CORPORATE DEVELOPMENTS
Over the past year, Allen-Vanguard has been fundamentally transformed
through a series of acquisitions and financing transactions which have greatly
increased its revenue, overheads, and asset and capital bases. These
transactions are discussed in detail in the 2004 Annual Report, and are
summarized as follows:
Q1 2004
- Amalgamation of NBC Team Ltd. and Canadian Public Venture Equities I
Inc. to form Vanguard Response Systems Inc.
- Listing on The Toronto Stock Exchange
- Completion of an issue of common shares (the "First Private
Placement") which raised net proceeds of $1.2 million.
Q2 2004
- Completion of an issue of 9 million units at a price of $3.00 per
unit (the "Second Private Placement"), each unit consisting of one
common share and one-half of one warrant, with each whole warrant
entitling the holder to purchase one common share at a price of
$4.00 per share for a period of 18 months from the date of issue.
Net proceeds were approximately $25 million.
- Acquired 100% of the outstanding shares of EOD Performance Inc.
("EOD"), an Ottawa-based manufacturer of compact mobile robots. The
purchase consideration was $7.2 million; consisting of cash on
closing of $6.6 million and acquisition costs of $0.6 million, plus
up to an additional $12 million in contingent cash and share
payments (the "EOD Contingent Payments") based on EOD's sales
performance.
- Acquired 100% of the outstanding shares of Vanguard Protective
Technologies Inc. ("VPTI" - formerly Bosik Holdings Ltd. and its
affiliates); an Ottawa-based company engaged in the development of
vehicle barrier, land mine protective seats and suspect package
containment products. The purchase consideration was $1.1 million;
consisting of cash on closing of $1.0 million and acquisition costs
of $0.1 million, plus up to an additional $8.5 million in contingent
cash payments based on the manufacturing margin achieved on VPTI's
product sales subsequent to January 31, 2005.
Q3 2004
- Entered into a strategic advisory contract (the "U.S. Strategic
Advisory Contract") with Giuliani Partners LLC to assist with
marketing the Company's products in the United States. Giuliani
Partners LLC invested US$0.8 million of its strategic advisory fees
in the Company in the form of an unsecured two-year debenture
bearing interest at the rate of 5% per annum, payable semi-annually,
and convertible at the holder's option into the Company's common
shares at a price of CDN $4.00 per share. The holder of the
debenture may request early repayment at any time after May 3, 2005.
Q4 2004
- Acquired 100% of the outstanding shares of PW Allen Holdings Ltd.

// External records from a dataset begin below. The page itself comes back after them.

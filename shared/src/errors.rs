//! Error types for the recommendation engine

use thiserror::Error;

/// Failure modes of the nearest-neighbor scoring path
///
/// These never surface to API callers; the caller recovers by switching to
/// the rule-based selector.
#[derive(Error, Debug, PartialEq, Eq)]
pub enum RecommendError {
    #[error("historical dataset is empty")]
    EmptyDataset,

    #[error("non-finite distance for dataset entry {index}")]
    NonFiniteDistance { index: usize },
}
//! Common test utilities for integration tests

use axum::{
    body::Body,
    http::{Request, StatusCode},
    Router,
};
use fitbuddy_backend::{config::AppConfig, routes, state::AppState};
use std::path::PathBuf;
use tower::ServiceExt;

/// Test application wrapper
pub struct TestApp {
    pub app: Router,
}

impl TestApp {
    /// Create a test application with no historical dataset
    pub fn new() -> Self {
        Self::with_dataset("does/not/exist.json")
    }

    /// Create a test application reading the given dataset fixture
    pub fn with_fixture(name: &str) -> Self {
        let path = PathBuf::from(env!("CARGO_MANIFEST_DIR"))
            .join("tests/fixtures")
            .join(name);
        Self::with_dataset(path.to_str().unwrap())
    }

    fn with_dataset(path: &str) -> Self {
        let mut config = AppConfig::default();
        config.data.workout_dataset_path = PathBuf::from(path);

        let state = AppState::new(config);
        let app = routes::create_router(state);

        Self { app }
    }

    /// Make a GET request
    pub async fn get(&self, path: &str) -> (StatusCode, String) {
        let request = Request::builder()
            .method("GET")
            .uri(path)
            .body(Body::empty())
            .unwrap();

        self.send(request).await
    }

    /// Make a POST request with JSON body
    pub async fn post(&self, path: &str, body: &str) -> (StatusCode, String) {
        let request = Request::builder()
            .method("POST")
            .uri(path)
            .header("Content-Type", "application/json")
            .body(Body::from(body.to_string()))
            .unwrap();

        self.send(request).await
    }

    /// Make a CORS preflight request
    pub async fn preflight(&self, path: &str, method: &str) -> StatusCode {
        let request = Request::builder()
            .method("OPTIONS")
            .uri(path)
            .header("Origin", "https://fitbuddy.example")
            .header("Access-Control-Request-Method", method)
            .body(Body::empty())
            .unwrap();

        self.send(request).await.0
    }

    async fn send(&self, request: Request<Body>) -> (StatusCode, String) {
        let response = self.app.clone().oneshot(request).await.unwrap();
        let status = response.status();
        let body = axum::body::to_bytes(response.into_body(), usize::MAX)
            .await
            .unwrap();
        let body_str = String::from_utf8(body.to_vec()).unwrap();

        (status, body_str)
    }
}
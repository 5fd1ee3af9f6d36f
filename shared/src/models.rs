//! Domain models for the FitBuddy recommendation engine

use serde::{Deserialize, Serialize};

/// Gender as captured by the intake form
///
/// The numeric code is part of the historical dataset format, so the
/// discriminants are fixed.
#[derive(Debug, Clone, Copy, PartialEq, Eq, Default, Serialize, Deserialize)]
#[serde(rename_all = "lowercase")]
pub enum Gender {
    #[default]
    Male = 0,
    Female = 1,
    Other = 2,
}

impl Gender {
    /// Numeric code used in the historical dataset
    pub fn code(&self) -> u8 {
        *self as u8
    }

    /// Parse an intake string, mapping anything unrecognized to the default
    pub fn from_label(label: &str) -> Self {
        match label {
            "male" => Gender::Male,
            "female" => Gender::Female,
            "other" => Gender::Other,
            _ => Gender::default(),
        }
    }
}

/// Training goal as captured by the intake form
#[derive(Debug, Clone, Copy, PartialEq, Eq, Default, Serialize, Deserialize)]
#[serde(rename_all = "snake_case")]
pub enum Goal {
    WeightLoss = 0,
    MuscleGain = 1,
    #[default]
    GeneralFitness = 2,
    Endurance = 3,
    Flexibility = 4,
}

impl Goal {
    /// Numeric code used in the historical dataset
    pub fn code(&self) -> u8 {
        *self as u8
    }

    /// Parse an intake string, mapping anything unrecognized to the default
    pub fn from_label(label: &str) -> Self {
        match label {
            "weight_loss" => Goal::WeightLoss,
            "muscle_gain" => Goal::MuscleGain,
            "general_fitness" => Goal::GeneralFitness,
            "endurance" => Goal::Endurance,
            "flexibility" => Goal::Flexibility,
            _ => Goal::default(),
        }
    }
}

/// The closed set of workout categories the engine can recommend
///
/// Ordinal order is fixed: the historical dataset and the rule-based
/// selector both depend on it.
#[derive(Debug, Clone, Copy, PartialEq, Eq, Hash, Serialize, Deserialize)]
pub enum WorkoutType {
    #[serde(rename = "High-Intensity Interval Training (HIIT)")]
    Hiit,
    #[serde(rename = "Strength Training")]
    StrengthTraining,
    #[serde(rename = "Cardio Endurance")]
    CardioEndurance,
    #[serde(rename = "Flexibility and Mobility")]
    FlexibilityAndMobility,
    #[serde(rename = "Circuit Training")]
    CircuitTraining,
    #[serde(rename = "Bodyweight Training")]
    BodyweightTraining,
    #[serde(rename = "Yoga")]
    Yoga,
    #[serde(rename = "CrossFit")]
    CrossFit,
    #[serde(rename = "Swimming")]
    Swimming,
    #[serde(rename = "Running")]
    Running,
}

impl WorkoutType {
    /// All workout types in ordinal order
    pub const ALL: [WorkoutType; 10] = [
        WorkoutType::Hiit,
        WorkoutType::StrengthTraining,
        WorkoutType::CardioEndurance,
        WorkoutType::FlexibilityAndMobility,
        WorkoutType::CircuitTraining,
        WorkoutType::BodyweightTraining,
        WorkoutType::Yoga,
        WorkoutType::CrossFit,
        WorkoutType::Swimming,
        WorkoutType::Running,
    ];

    /// Human-readable label (also the wire/dataset representation)
    pub fn label(&self) -> &'static str {
        match self {
            WorkoutType::Hiit => "High-Intensity Interval Training (HIIT)",
            WorkoutType::StrengthTraining => "Strength Training",
            WorkoutType::CardioEndurance => "Cardio Endurance",
            WorkoutType::FlexibilityAndMobility => "Flexibility and Mobility",
            WorkoutType::CircuitTraining => "Circuit Training",
            WorkoutType::BodyweightTraining => "Bodyweight Training",
            WorkoutType::Yoga => "Yoga",
            WorkoutType::CrossFit => "CrossFit",
            WorkoutType::Swimming => "Swimming",
            WorkoutType::Running => "Running",
        }
    }
}

impl std::fmt::Display for WorkoutType {
    fn fmt(&self, f: &mut std::fmt::Formatter<'_>) -> std::fmt::Result {
        f.write_str(self.label())
    }
}

/// Workout intensity, derived from the user's fitness level
#[derive(Debug, Clone, Copy, PartialEq, Eq, Serialize, Deserialize)]
#[serde(rename_all = "lowercase")]
pub enum Intensity {
    Low,
    Moderate,
    High,
}

/// A single exercise within a workout plan
///
/// `reps` and `rest` are free-form: a rep count ("10-12"), a duration
/// ("45 seconds"), or "none".
#[derive(Debug, Clone, PartialEq, Eq, Serialize, Deserialize)]
pub struct Exercise {
    pub name: String,
    pub sets: u32,
    pub reps: String,
    pub rest: String,
}

impl Exercise {
    pub fn new(name: &str, sets: u32, reps: &str, rest: &str) -> Self {
        Self {
            name: name.to_string(),
            sets,
            reps: reps.to_string(),
            rest: rest.to_string(),
        }
    }
}

/// A structured workout plan for a recommended category
///
/// Invariant: at most 5 exercises, truncated to the first 3 when the
/// session is shorter than 30 minutes.
#[derive(Debug, Clone, Serialize, Deserialize)]
pub struct WorkoutPlan {
    #[serde(rename = "type")]
    pub workout_type: WorkoutType,
    /// Session length in minutes
    pub duration: u32,
    pub exercises: Vec<Exercise>,
    pub intensity: Intensity,
}

/// The engine's answer for a single intake submission
///
/// Field names follow the legacy wire format consumed by the web client.
#[derive(Debug, Clone, Serialize, Deserialize)]
pub struct Recommendation {
    #[serde(rename = "recommendation")]
    pub workout_type: WorkoutType,
    /// 0-100; how strongly the engine backs the pick. Not a calibrated
    /// probability.
    pub confidence: u8,
    pub details: WorkoutPlan,
}

/// One record of the read-only historical dataset
///
/// Matches the legacy JSON format: categorical features are stored as
/// numeric codes, flags as 0/1.
#[derive(Debug, Clone, Serialize, Deserialize)]
pub struct HistoricalEntry {
    pub age: f64,
    pub gender_encoded: u8,
    pub fitness_level: f64,
    pub goal_encoded: u8,
    pub time_available: f64,
    pub experience_years: f64,
    pub has_equipment: u8,
    pub has_health_condition: u8,
    pub recommended_workout: WorkoutType,
}
//! FitBuddy Backend
//!
//! HTTP service around the workout recommendation engine.
//!
//! ## Architecture
//!
//! The backend follows a layered architecture:
//! - Routes: HTTP request handling and routing
//! - Services: recommendation pipeline and dataset loading
//! - Shared crate: the pure scoring/selection/plan algorithms

use anyhow::Result;
use fitbuddy_backend::{config, routes, state::AppState};
use tokio::signal;
use tracing::info;
use tracing_subscriber::{layer::SubscriberExt, util::SubscriberInitExt};

#[tokio::main]
async fn main() -> Result<()> {
    // Load environment variables from .env file
    dotenvy::dotenv().ok();

    // Initialize tracing
    init_tracing();

    // Load configuration
    let config = config::AppConfig::load()?;

    info!(
        version = env!("CARGO_PKG_VERSION"),
        env = if config::AppConfig::is_production() { "production" } else { "development" },
        dataset = %config.data.workout_dataset_path.display(),
        "Starting FitBuddy Backend"
    );

    // Create application state
    let state = AppState::new(config.clone());

    // Build application
    let app = routes::create_router(state);

    // Start server
    let addr = format!("{}:{}", config.server.host, config.server.port);
    info!(address = %addr, "Server listening");

    let listener = tokio::net::TcpListener::bind(&addr).await?;

    // Serve with graceful shutdown
    axum::serve(listener, app)
        .with_graceful_shutdown(shutdown_signal())
        .await?;

    info!("Server shutdown complete");
    Ok(())
}

/// Initialize tracing/logging
fn init_tracing() {
    let env_filter = tracing_subscriber::EnvFilter::try_from_default_env().unwrap_or_else(|_| {
        if config::AppConfig::is_production() {
            "fitbuddy_backend=info,tower_http=info".into()
        } else {
            "fitbuddy_backend=debug,tower_http=debug".into()
        }
    });

    let subscriber = tracing_subscriber::registry().with(env_filter);

    if config::AppConfig::is_production() {
        // JSON logging for production (better for log aggregation)
        subscriber
            .with(tracing_subscriber::fmt::layer().json())
            .init();
    } else {
        // Pretty logging for development
        subscriber
            .with(tracing_subscriber::fmt::layer().pretty())
            .init();
    }
}

/// Graceful shutdown signal handler
async fn shutdown_signal() {
    let ctrl_c = async {
        signal::ctrl_c()
            .await
            .expect("Failed to install Ctrl+C handler");
    };

    #[cfg(unix)]
    let terminate = async {
        signal::unix::signal(signal::unix::SignalKind::terminate())
            .expect("Failed to install signal handler")
            .recv()
            .await;
    };

    #[cfg(not(unix))]
    let terminate = std::future::pending::<()>();

    tokio::select! {
        _ = ctrl_c => {
            info!("Received Ctrl+C, starting graceful shutdown");
        }
        _ = terminate => {
            info!("Received SIGTERM, starting graceful shutdown");
        }
    }
}
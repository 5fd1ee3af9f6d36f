//! Handler-level tests for the workout API
//!
//! Exercises the full router (middleware included) with in-memory requests.

use crate::config::AppConfig;
use crate::routes::create_router;
use crate::state::AppState;
use axum::{
    body::Body,
    http::{Request, StatusCode},
    Router,
};
use serde_json::Value;
use std::path::PathBuf;
use tower::ServiceExt;

/// Router whose dataset path points at a fixture (or at nothing)
fn test_app(dataset_fixture: Option<&str>) -> Router {
    let mut config = AppConfig::default();
    config.data.workout_dataset_path = match dataset_fixture {
        Some(name) => PathBuf::from(env!("CARGO_MANIFEST_DIR"))
            .join("tests/fixtures")
            .join(name),
        None => PathBuf::from("does/not/exist.json"),
    };
    create_router(AppState::new(config))
}

async fn send(app: Router, request: Request<Body>) -> (StatusCode, Value) {
    let response = app.oneshot(request).await.unwrap();
    let status = response.status();
    let bytes = axum::body::to_bytes(response.into_body(), usize::MAX)
        .await
        .unwrap();
    let body = if bytes.is_empty() {
        Value::Null
    } else {
        serde_json::from_slice(&bytes).unwrap()
    };
    (status, body)
}

fn post_json(path: &str, body: &str) -> Request<Body> {
    Request::builder()
        .method("POST")
        .uri(path)
        .header("Content-Type", "application/json")
        .body(Body::from(body.to_string()))
        .unwrap()
}

#[tokio::test]
async fn types_endpoint_lists_all_categories_in_order() {
    let request = Request::builder()
        .uri("/api/workout/types")
        .body(Body::empty())
        .unwrap();
    let (status, body) = send(test_app(None), request).await;

    assert_eq!(status, StatusCode::OK);
    assert_eq!(body["success"], true);

    let types = body["workout_types"].as_array().unwrap();
    assert_eq!(types.len(), 10);
    assert_eq!(types[0], "High-Intensity Interval Training (HIIT)");
    assert_eq!(types[2], "Cardio Endurance");
    assert_eq!(types[9], "Running");
}

#[tokio::test]
async fn empty_object_is_a_valid_submission() {
    let (status, body) = send(test_app(None), post_json("/api/workout/recommend", "{}")).await;

    assert_eq!(status, StatusCode::OK);
    assert_eq!(body["success"], true);
    // Default goal is general_fitness -> Cardio Endurance via the rule table.
    assert_eq!(body["recommendation"]["recommendation"], "Cardio Endurance");

    let confidence = body["recommendation"]["confidence"].as_u64().unwrap();
    assert!((60..90).contains(&confidence));

    let details = &body["recommendation"]["details"];
    assert_eq!(details["type"], "Cardio Endurance");
    assert_eq!(details["duration"], 30);
    assert_eq!(details["intensity"], "moderate");
    assert_eq!(details["exercises"].as_array().unwrap().len(), 5);
}

#[tokio::test]
async fn missing_body_is_a_bad_request() {
    let request = Request::builder()
        .method("POST")
        .uri("/api/workout/recommend")
        .body(Body::empty())
        .unwrap();
    let (status, body) = send(test_app(None), request).await;

    assert_eq!(status, StatusCode::BAD_REQUEST);
    assert_eq!(body["success"], false);
    assert_eq!(body["error"], "No request body provided");
}

#[tokio::test]
async fn wrong_methods_are_rejected() {
    let request = Request::builder()
        .method("GET")
        .uri("/api/workout/recommend")
        .body(Body::empty())
        .unwrap();
    let (status, _) = send(test_app(None), request).await;
    assert_eq!(status, StatusCode::METHOD_NOT_ALLOWED);

    let (status, _) = send(test_app(None), post_json("/api/workout/types", "{}")).await;
    assert_eq!(status, StatusCode::METHOD_NOT_ALLOWED);
}

#[tokio::test]
async fn dataset_vote_overrides_the_rule_table() {
    // The fixture's five nearest entries all agree on Yoga for the default
    // profile.
    let (status, body) = send(
        test_app(Some("workout_data.json")),
        post_json("/api/workout/recommend", "{}"),
    )
    .await;

    assert_eq!(status, StatusCode::OK);
    assert_eq!(body["recommendation"]["recommendation"], "Yoga");
    assert_eq!(body["recommendation"]["confidence"], 100);
}

#[tokio::test]
async fn beginner_without_equipment_gets_bodyweight_training() {
    let submission = r#"{"fitnessLevel": 1, "goal": "muscle_gain", "hasEquipment": false}"#;
    let (status, body) = send(test_app(None), post_json("/api/workout/recommend", submission)).await;

    assert_eq!(status, StatusCode::OK);
    assert_eq!(body["recommendation"]["recommendation"], "Bodyweight Training");
    assert_eq!(body["recommendation"]["details"]["intensity"], "low");
}

#[tokio::test]
async fn health_condition_redirects_to_yoga() {
    let submission = r#"{"goal": "weight_loss", "hasHealthCondition": true}"#;
    let (status, body) = send(test_app(None), post_json("/api/workout/recommend", submission)).await;

    assert_eq!(status, StatusCode::OK);
    assert_eq!(body["recommendation"]["recommendation"], "Yoga");
}

#[tokio::test]
async fn short_sessions_get_truncated_plans() {
    let submission = r#"{"timeAvailable": 20}"#;
    let (status, body) = send(test_app(None), post_json("/api/workout/recommend", submission)).await;

    assert_eq!(status, StatusCode::OK);
    let details = &body["recommendation"]["details"];
    assert_eq!(details["duration"], 20);
    assert_eq!(details["exercises"].as_array().unwrap().len(), 3);
}

#[tokio::test]
async fn unreadable_dataset_still_succeeds() {
    let (status, body) = send(
        test_app(Some("malformed_workout_data.json")),
        post_json("/api/workout/recommend", "{}"),
    )
    .await;

    assert_eq!(status, StatusCode::OK);
    assert_eq!(body["success"], true);
    assert_eq!(body["recommendation"]["recommendation"], "Cardio Endurance");
}
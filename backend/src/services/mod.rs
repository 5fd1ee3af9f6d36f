//! Business logic services

pub mod dataset;
pub mod recommendation;
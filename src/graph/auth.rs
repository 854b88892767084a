use crate::config::GraphConfig;
use crate::error::{AppError, Result};
use async_trait::async_trait;
use oauth2::{
    AuthType, Client, ClientId, ClientSecret, EndpointNotSet, EndpointSet, Scope,
    StandardRevocableToken, TokenResponse, TokenUrl,
    basic::{
        BasicClient, BasicErrorResponse, BasicRevocationErrorResponse,
        BasicTokenIntrospectionResponse, BasicTokenResponse,
    },
};
use reqwest::redirect::Policy;
use tracing::{debug, instrument};

const GRAPH_SCOPE: &str = "https://graph.microsoft.com/.default";

/// Source of the bearer credential attached to every Graph request.
#[async_trait]
pub trait TokenProvider: Send + Sync {
    async fn access_token(&self) -> Result<String>;
}

/// A token obtained out of band.
pub struct StaticToken(pub String);

#[async_trait]
impl TokenProvider for StaticToken {
    async fn access_token(&self) -> Result<String> {
        Ok(self.0.clone())
    }
}

// Type alias for the client when only the Token URL is set
type ConfiguredClient = Client<
    BasicErrorResponse,
    BasicTokenResponse,
    BasicTokenIntrospectionResponse,
    StandardRevocableToken,
    BasicRevocationErrorResponse,
    EndpointNotSet, // HasAuthUrl
    EndpointNotSet, // HasDeviceAuthUrl
    EndpointNotSet, // HasIntrospectionUrl
    EndpointNotSet, // HasRevocationUrl
    EndpointSet,    // HasTokenUrl
>;

/// App-only authentication with the OAuth2 client-credentials grant.
pub struct ClientCredentialsAuth {
    client: ConfiguredClient,
    http_client: reqwest::Client,
}

impl ClientCredentialsAuth {
    pub fn new(config: &GraphConfig) -> Result<Self> {
        Self::with_token_url(config, config.token_url())
    }

    /// Same as [`ClientCredentialsAuth::new`] against an explicit token endpoint.
    pub fn with_token_url(config: &GraphConfig, token_url: String) -> Result<Self> {
        let token_url = TokenUrl::new(token_url)
            .map_err(|e| AppError::Auth(format!("Invalid token URL: {}", e)))?;

        let client = BasicClient::new(ClientId::new(config.client_id.clone()))
            .set_client_secret(ClientSecret::new(config.client_secret.clone()))
            .set_auth_type(AuthType::RequestBody)
            .set_token_uri(token_url);

        let http_client = reqwest::ClientBuilder::new()
            .redirect(Policy::none())
            .build()
            .map_err(|e| AppError::Auth(format!("Failed to build reqwest client: {}", e)))?;

        Ok(Self {
            client,
            http_client,
        })
    }
}

#[async_trait]
impl TokenProvider for ClientCredentialsAuth {
    #[instrument(name = "Requesting Graph access token", skip_all)]
    async fn access_token(&self) -> Result<String> {
        let token_result = self
            .client
            .exchange_client_credentials()
            .add_scope(Scope::new(GRAPH_SCOPE.to_string()))
            .request_async(&self.http_client)
            .await
            .map_err(|e| AppError::Auth(format!("Could not obtain access token: {:?}", e)))?;

        debug!(expires_in = ?token_result.expires_in(), "Obtained access token");

        Ok(token_result.access_token().secret().clone())
    }
}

("PWA"); a Tewkesbury, U.K.-based manufacturer and integrator of
explosive ordnance disposal bomb search and detection equipment,
bomb technician tools and ECM equipment. The purchase consideration
was $30.6 million, consisting of cash on closing of $14.5 million,
notes payable of $4.0 million (the "PWA Notes Payable"), common
shares of $8.5 million, warrants valued at $1.9 million and
acquisition costs of $1.7 million. Each of the 1.4 million warrants
issued entitle the holder to purchase one common share of Allen-
Vanguard at a price of $4.75. Additional consideration of up to pnds
stlg 1 million in cash and up to 659,000 common shares of Allen-
Vanguard may become payable to the PWA vendors, contingent on
certain performance targets being achieved. The cash consideration
was funded using a combination of cash on hand, banking facilities
of both Allen-Vanguard and PWA, and proceeds of approximately $7
million from the exercise of warrants granted in connection with the
Second Private Placement.
Q2 2005
- Amalgamation of Vanguard Response Systems Inc. and EOD Performance
Inc. to form Allen-Vanguard Corporation.
Given the impact of the preceding acquisitions and financing
transactions, detailed comparisons of Q2 2005 figures against Q2 2004 are not
meaningful, so this MD&A will include select comparisons of Q2 2005 figures to
Q1 2005 to provide a better indication of changes in Allen-Vanguard's
financial condition and operating results.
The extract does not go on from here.